We are preparing another report, authored by Guy Verhofstadt (ALDE), to do with treaty changes and where they are necessary. But, we first wanted to demonstrate the fact that we need quick solutions and that there is still a lot of wiggle-room left when it comes to the Lisbon Treaty, as well as dispelling the mind-set that things can’t get done because we can’t change the treaty. That is why we have collated a number of examples of what is actually possible under the current treaty: from majority voting to new foreign and security policy, as well as the issue of EU headquarters and the possibility of a Commission vice-president also serving as president of the Eurogroup, among other matters.
Whether any of these are actually pursued or not is neither here nor there, we have shown that the opportunity is there, though.
Several of your report’s proposals call for the ‘passerelle clause’ to be activated, so that national veto rights can be circumvented and qualified majority votes counted instead. Is it not too optimistic to expect national governments to agree to this?
National governments routinely say that nothing can be done because the treaty cannot be changed. We have provided means by which qualified majority can be used instead, through the use of the passerelle clause, included in the treaty itself. An example: Since ‘LuxLeaks’, we have had a number of discussions about performing certain tax adjustments, so that we don’t see a repeat of it. These tax adjustments are only currently possible through unanimity that, quite simply, is not going to happen. However, if qualified majority decisions were permissible in certain policy areas such as this, then we would be able to come to a consensus.

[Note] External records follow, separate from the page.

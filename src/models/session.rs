// SPDX-License-Identifier: MIT
// Copyright 2026 Roland Dreier <roland@rolandd.dev>

//! Session (check-in) model.

use chrono::{DateTime, Utc};
use serde::{Deserialize, Serialize};
use validator::Validate;

use super::mapper::{FieldReader, FromDocument};
use super::membership::{ClubMembership, UserMembership};
use super::user::User;
use crate::db::{Cursor, DocumentRef};

/// A single check-in (`clubs/{id}/sessions`).
#[derive(Debug, Clone, PartialEq, Serialize, Deserialize, Validate)]
#[serde(rename_all = "camelCase")]
pub struct ClubSession {
    pub id: String,
    /// Check-in time
    pub date: DateTime<Utc>,
    pub user: DocumentRef,
    /// The user membership the session was charged to
    pub membership: DocumentRef,
}

impl FromDocument for ClubSession {
    const ENTITY: &'static str = "ClubSession";

    fn read(r: &mut FieldReader<'_>) -> Option<Self> {
        let date = r.timestamp("date");
        let user = r.reference("user");
        let membership = r.reference("membership");

        Some(Self {
            id: r.id(),
            date: date?,
            user: user?,
            membership: membership?,
        })
    }
}

/// Session plus resolved user, user membership and (through the latter) plan.
#[derive(Debug, Clone, PartialEq, Serialize)]
#[serde(rename_all = "camelCase")]
pub struct ExtendedClubSession {
    #[serde(flatten)]
    pub base: ClubSession,
    pub user_data: Option<User>,
    pub user_membership_data: Option<UserMembership>,
    pub club_membership_data: Option<ClubMembership>,
}

impl From<ClubSession> for ExtendedClubSession {
    fn from(base: ClubSession) -> Self {
        Self {
            base,
            user_data: None,
            user_membership_data: None,
            club_membership_data: None,
        }
    }
}

impl ExtendedClubSession {
    /// Whether the membership used for this check-in is still valid.
    /// `None` until the membership has loaded, or if it has no expiration.
    pub fn membership_active(&self, now: DateTime<Utc>) -> Option<bool> {
        self.user_membership_data.as_ref()?.is_active(now)
    }
}

/// One page of sessions plus the cursor for the next page.
#[derive(Debug, Clone, PartialEq, Default)]
pub struct SessionPage {
    pub sessions: Vec<ExtendedClubSession>,
    /// Last raw document of this page; `None` when the page is empty
    pub last_visible: Option<Cursor>,
}
//! Club members joined with their user profile and membership history.

use std::sync::Arc;

use super::join::{subscribe_joined, JoinRow, JoinedCallback, Link, LinkKey, Resolved, SharedSource};
use crate::db::{collections, DocumentRef, ErrorCallback, FieldValue, FilterOp, Query, Subscription};
use crate::error::AppError;
use crate::models::{ClubMember, ExtendedClubMember, User, UserMembership};

const USER: LinkKey = "user";
const MEMBERSHIPS: LinkKey = "memberships";

/// Members of `club_id` enrolled in class `class_id`.
pub fn members_query(club_id: &str, class_id: &str) -> Query {
    let club = DocumentRef::root(collections::CLUBS, club_id);
    Query::collection(club.collection(collections::MEMBERS)).filter(
        "classes",
        FilterOp::ArrayContains,
        FieldValue::Reference(club.child(collections::CLASSES, class_id)),
    )
}

/// Memberships `user` bought at `club`.
pub fn user_memberships_query(user: &DocumentRef, club: &DocumentRef) -> Query {
    Query::collection(user.collection(collections::USER_MEMBERSHIPS)).filter(
        "club",
        FilterOp::Equal,
        FieldValue::Reference(club.clone()),
    )
}

impl JoinRow for ExtendedClubMember {
    type Base = ClubMember;
    /// The club whose memberships count
    type Context = DocumentRef;

    fn from_base(base: ClubMember) -> Self {
        base.into()
    }

    fn links(&self, _club: &DocumentRef) -> Vec<Link> {
        vec![Link::document(USER, self.base.user.clone())]
    }

    fn resolve(
        &mut self,
        key: LinkKey,
        resolved: Resolved,
        club: &DocumentRef,
    ) -> Result<Vec<Link>, AppError> {
        match key {
            USER => {
                let user: User = resolved.entity(self.base.user.path())?;
                self.user_data = Some(user);
                Ok(vec![Link::query(
                    MEMBERSHIPS,
                    user_memberships_query(&self.base.user, club),
                )])
            }
            MEMBERSHIPS => {
                let mut memberships: Vec<UserMembership> = resolved.entities()?;
                // Newest first; undated memberships sort last.
                memberships.sort_by(|a, b| b.effective_start().cmp(&a.effective_start()));
                let mut memberships = memberships.into_iter();
                self.user_membership_data = memberships.next();
                self.membership_history = Some(memberships.collect());
                Ok(Vec::new())
            }
            other => Err(AppError::InvalidQuery(format!("unknown member link {other}"))),
        }
    }
}

/// Live members of a class with their user and memberships resolved.
pub fn subscribe_to_members_for_class(
    source: SharedSource,
    club_id: &str,
    class_id: &str,
    on_data: Arc<dyn Fn(Vec<ExtendedClubMember>) + Send + Sync>,
    on_error: ErrorCallback,
) -> Subscription {
    let on_rows: JoinedCallback<ExtendedClubMember> = Arc::new(move |snapshot| on_data(snapshot.rows));
    subscribe_joined(
        "members",
        source,
        members_query(club_id, class_id),
        DocumentRef::root(collections::CLUBS, club_id),
        on_rows,
        on_error,
    )
}

#[cfg(test)]
mod tests {
    use super::*;
    use crate::db::{Fields, RawDocument};
    use chrono::{TimeZone, Utc};

    fn member() -> ExtendedClubMember {
        ClubMember {
            id: "m1".into(),
            user: DocumentRef::root("users", "u1"),
            classes: vec![],
            created: Utc.with_ymd_and_hms(2024, 1, 1, 0, 0, 0).unwrap(),
        }
        .into()
    }

    fn membership(id: &str, month: u32) -> RawDocument {
        let mut f = Fields::new();
        f.insert(
            "startDate".into(),
            FieldValue::from(Utc.with_ymd_and_hms(2024, month, 1, 0, 0, 0).unwrap()),
        );
        f.insert("club".into(), FieldValue::from(DocumentRef::root("clubs", "c1")));
        RawDocument::new(DocumentRef::parse(&format!("users/u1/memberships/{id}")).unwrap(), f)
    }

    #[test]
    fn test_members_query_matches_class_reference() {
        let query = members_query("c1", "k1");
        assert_eq!(query.collection, "clubs/c1/members");
        assert_eq!(query.filters[0].op, FilterOp::ArrayContains);
        assert_eq!(
            query.filters[0].value,
            FieldValue::Reference(DocumentRef::parse("clubs/c1/classes/k1").unwrap())
        );
    }

    #[test]
    fn test_newest_membership_is_current() {
        let club = DocumentRef::root("clubs", "c1");
        let mut row = member();
        let links = row
            .resolve(
                MEMBERSHIPS,
                Resolved::Query(vec![membership("a", 1), membership("c", 3), membership("b", 2)]),
                &club,
            )
            .unwrap();

        assert!(links.is_empty());
        assert_eq!(row.user_membership_data.as_ref().unwrap().id, "c");
        let history: Vec<_> = row
            .membership_history
            .as_ref()
            .unwrap()
            .iter()
            .map(|m| m.id.as_str())
            .collect();
        assert_eq!(history, vec!["b", "a"]);
    }

    #[test]
    fn test_missing_user_leaves_row_untouched() {
        let club = DocumentRef::root("clubs", "c1");
        let mut row = member();
        let err = row.resolve(USER, Resolved::Document(None), &club).unwrap_err();

        assert_eq!(err, AppError::NotFound("users/u1".into()));
        assert_eq!(row, member());
    }
}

I believe that a number of national governments are ready to embrace this. It, of course, depends on the policy area, but in the end it will come down to persuasion. But, in this way, no one would be able to hide behind the excuse that nothing gets done because we need treaty changes, which are only possible through agreement between 28 parliaments. Our report clearly shows that things will be possible, if the will is there. The idea that the EU will not advance any further is false.
A draft deal to secure the United Kingdom’s continued membership of the European Union has failed to deliver British demands for a total ban of four years on EU migrants claiming in-work benefits and for the bloc’s treaties to be rewritten.
If the European Council does not follow through with the recommendations laid down in your report, then what would be the Parliament’s course of action?
First, we want to have a discussion and clarify what is possible. We can, of course, connect this with our relevant examples, such as the LuxLeaks investigation committee. I would be interested in seeing what member states would be opposed to ending tax avoidance. We have the tools to meet this challenge, if we want to. We would be in a strong position wherein we could confront relevant parties and ask whether they want to act or not.